Born Again enough for two rebirths
Joseph Emanuel's 17-track Christian-gospel CD, Born Again, breathes sincerity and its attendant enthusiasm throughout. Within its first two tracks the album also shows the variation in pace and delivery which mark the set.
Emanuel opens singing the general request for forgiveness, in English, on a slower reggae rhythm then, with Born Again, quickens the pace, going personal and detailed in his testimony of transgression and return to the fold.
Using a mixture of nation language and standard English, he also shows hints of deejaying, along with singing, on Born Again - the former blooms fully close to the end of the set on tracks 13 and 14. The former, I Pray to Jesus, is a laid-back rub-a-dub boomshot remake and rewording of Yellowman's I'm Getting Married ("So I pray to Jesus in the morning/Hear the prayer warriors them praying/Jesus is my saviour/My one and only saviour/So make we praise the Lord all the time/Hear me now/So don't you tink I'm crazy/Cause a Jesus Christ did save me.").
It is followed by a dancehall track on a rhythm that would not be out of place coming from a big sound in that mid-morning period when the pace is building towards the closing frenzy.
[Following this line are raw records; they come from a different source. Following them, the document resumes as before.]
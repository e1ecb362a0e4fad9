//! File-based agent record storage implementation.
//!
//! Stores each record as a pretty-printed JSON file:
//!
//! ```text
//! {registry_dir}/
//!   {record_id}.json
//! ```
//!
//! The registry directory is created lazily on the first save. Saves go
//! through a temp file and an atomic rename so a crashed write never leaves a
//! truncated record behind.

use std::path::PathBuf;

use async_trait::async_trait;
use tokio::fs;
use tracing::warn;

use crate::agent::AgentRecord;
use crate::store::error::{StorageError, StorageResult};
use crate::store::record::RecordStore;

/// File-based implementation of `RecordStore`.
#[derive(Debug, Clone)]
pub struct FileRecordStore {
    registry_dir: PathBuf,
}

impl FileRecordStore {
    /// Create a new file record store.
    ///
    /// The registry directory will be created when the first record is saved.
    pub fn new(registry_dir: impl Into<PathBuf>) -> Self {
        Self {
            registry_dir: registry_dir.into(),
        }
    }

    /// Get the file path for a record.
    fn record_path(&self, id: &str) -> PathBuf {
        self.registry_dir.join(format!("{id}.json"))
    }
}

#[async_trait]
impl RecordStore for FileRecordStore {
    async fn list(&self) -> StorageResult<Vec<AgentRecord>> {
        let mut records = Vec::new();

        let mut entries = match fs::read_dir(&self.registry_dir).await {
            Ok(e) => e,
            Err(e) if e.kind() == std::io::ErrorKind::NotFound => return Ok(Vec::new()),
            Err(e) => return Err(StorageError::file_io(&self.registry_dir, e)),
        };

        while let Some(entry) = entries
            .next_entry()
            .await
            .map_err(|e| StorageError::file_io(&self.registry_dir, e))?
        {
            let path = entry.path();
            if path.extension().and_then(|e| e.to_str()) != Some("json") {
                continue;
            }

            let contents = match fs::read_to_string(&path).await {
                Ok(c) => c,
                Err(e) => {
                    warn!(path = %path.display(), error = %e, "Failed to read record file");
                    continue;
                }
            };

            // Skip unparseable records (external edits, partial writes)
            match serde_json::from_str::<AgentRecord>(&contents) {
                Ok(record) => records.push(record),
                Err(e) => {
                    warn!(path = %path.display(), error = %e, "Skipping malformed record file");
                }
            }
        }

        Ok(records)
    }

    async fn load(&self, id: &str) -> StorageResult<Option<AgentRecord>> {
        let path = self.record_path(id);

        let contents = match fs::read_to_string(&path).await {
            Ok(c) => c,
            Err(e) if e.kind() == std::io::ErrorKind::NotFound => return Ok(None),
            Err(e) => return Err(StorageError::file_io(&path, e)),
        };

        let record: AgentRecord = serde_json::from_str(&contents)
            .map_err(|e| StorageError::file_deserialization(&path, e.to_string()))?;

        Ok(Some(record))
    }

    async fn save(&self, record: &AgentRecord) -> StorageResult<()> {
        fs::create_dir_all(&self.registry_dir)
            .await
            .map_err(|e| StorageError::file_io(&self.registry_dir, e))?;

        let final_path = self.record_path(&record.id);
        let temp_path = self.registry_dir.join(format!("{}.json.tmp", record.id));

        let json = serde_json::to_string_pretty(record)
            .map_err(|e| StorageError::serialization(e.to_string()))?;

        // Write to temp file first
        fs::write(&temp_path, json.as_bytes())
            .await
            .map_err(|e| StorageError::file_io(&temp_path, e))?;

        // Atomic rename
        fs::rename(&temp_path, &final_path)
            .await
            .map_err(|e| StorageError::file_io(&final_path, e))?;

        Ok(())
    }

    async fn delete(&self, id: &str) -> StorageResult<bool> {
        let path = self.record_path(id);

        match fs::remove_file(&path).await {
            Ok(()) => Ok(true),
            Err(e) if e.kind() == std::io::ErrorKind::NotFound => Ok(false),
            Err(e) => Err(StorageError::file_io(&path, e)),
        }
    }
}

#[cfg(test)]
mod tests {
    use super::*;
    use tempfile::TempDir;

    fn sample_record(id: &str) -> AgentRecord {
        AgentRecord {
            id: id.to_string(),
            name: format!("agent-{id}"),
            model: "gpt-4.1-mini".to_string(),
            system_prompt: "You are a helpful assistant.".to_string(),
            tools: vec!["web_search".to_string()],
            parent_agent_id: None,
            agent_type: None,
            capabilities: Vec::new(),
            specializations: Vec::new(),
            status: None,
        }
    }

    #[tokio::test]
    async fn list_missing_dir_is_empty() {
        let tmp = TempDir::new().unwrap();
        let store = FileRecordStore::new(tmp.path().join("nonexistent"));

        let records = store.list().await.unwrap();
        assert!(records.is_empty());
    }

    #[tokio::test]
    async fn save_then_load_round_trip() {
        let tmp = TempDir::new().unwrap();
        let store = FileRecordStore::new(tmp.path().join("agents"));

        let record = sample_record("r1");
        store.save(&record).await.unwrap();

        let loaded = store.load("r1").await.unwrap().unwrap();
        assert_eq!(loaded.id, "r1");
        assert_eq!(loaded.name, "agent-r1");
        assert_eq!(loaded.tools, vec!["web_search".to_string()]);
    }

    #[tokio::test]
    async fn load_missing_record_is_none() {
        let tmp = TempDir::new().unwrap();
        let store = FileRecordStore::new(tmp.path().join("agents"));

        assert!(store.load("nope").await.unwrap().is_none());
    }

    #[tokio::test]
    async fn save_overwrites_existing_record() {
        let tmp = TempDir::new().unwrap();
        let store = FileRecordStore::new(tmp.path().join("agents"));

        let mut record = sample_record("r1");
        store.save(&record).await.unwrap();

        record.name = "renamed".to_string();
        store.save(&record).await.unwrap();

        let loaded = store.load("r1").await.unwrap().unwrap();
        assert_eq!(loaded.name, "renamed");

        // No leftover temp file after the rename
        assert!(!tmp.path().join("agents").join("r1.json.tmp").exists());
    }

    #[tokio::test]
    async fn list_skips_malformed_files() {
        let tmp = TempDir::new().unwrap();
        let registry_dir = tmp.path().join("agents");
        std::fs::create_dir(&registry_dir).unwrap();

        let store = FileRecordStore::new(&registry_dir);
        store.save(&sample_record("good")).await.unwrap();

        std::fs::write(registry_dir.join("bad.json"), "{ not json").unwrap();
        std::fs::write(registry_dir.join("notes.txt"), "ignored").unwrap();

        let records = store.list().await.unwrap();
        assert_eq!(records.len(), 1);
        assert_eq!(records[0].id, "good");
    }

    #[tokio::test]
    async fn delete_reports_removal() {
        let tmp = TempDir::new().unwrap();
        let store = FileRecordStore::new(tmp.path().join("agents"));

        store.save(&sample_record("r1")).await.unwrap();

        assert!(store.delete("r1").await.unwrap());
        assert!(!store.delete("r1").await.unwrap());
        assert!(store.load("r1").await.unwrap().is_none());
    }
}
Emanuel deejays his plea for protection competently, with "dis a de God Man antem/Big up de God man dem/Dis a de God woman antem/Big up de God woman dem/So faada please cova my head/Cause de wicked waan see we dead/Waan see we dead an bury long time."
In between, after the standard English spoken work, Interlude, (track 9) there are the slow praise and worship tracks - Only Believe (delivered acoustic, with guitar), You Are Holy and Bless Your Name, preceding I Pray to Jesus. Then in the earlier going, at track 5 is Psalm 1, an excellent combination of singing and deejaying, English and nation language, dominated musically by the guitar.
As striking as the changes of format, pace and language are, though, they lead to the thought that some economy of output could have been employed. For while the 17 tracks are a statement of well-merited artistic confidence, there could - and should - have been fewer tracks without any loss of impact. Three slower praise and worship songs on a trot are unnecessary. Similarly, the closing uptempo trio of Are You Ready (aka Spiritual War), Satan A Baa and Jesus is The Rock could have been trimmed.
As an entire project, in Born Again, Joseph Emanuel serves up enough material for almost two albums in one. With some tracks culled, he would still have had the foundation of a good follow-up set. But such is the enthusiasm of rebirth, and maybe he is confident that there is much more creativity springing from the spiritual well.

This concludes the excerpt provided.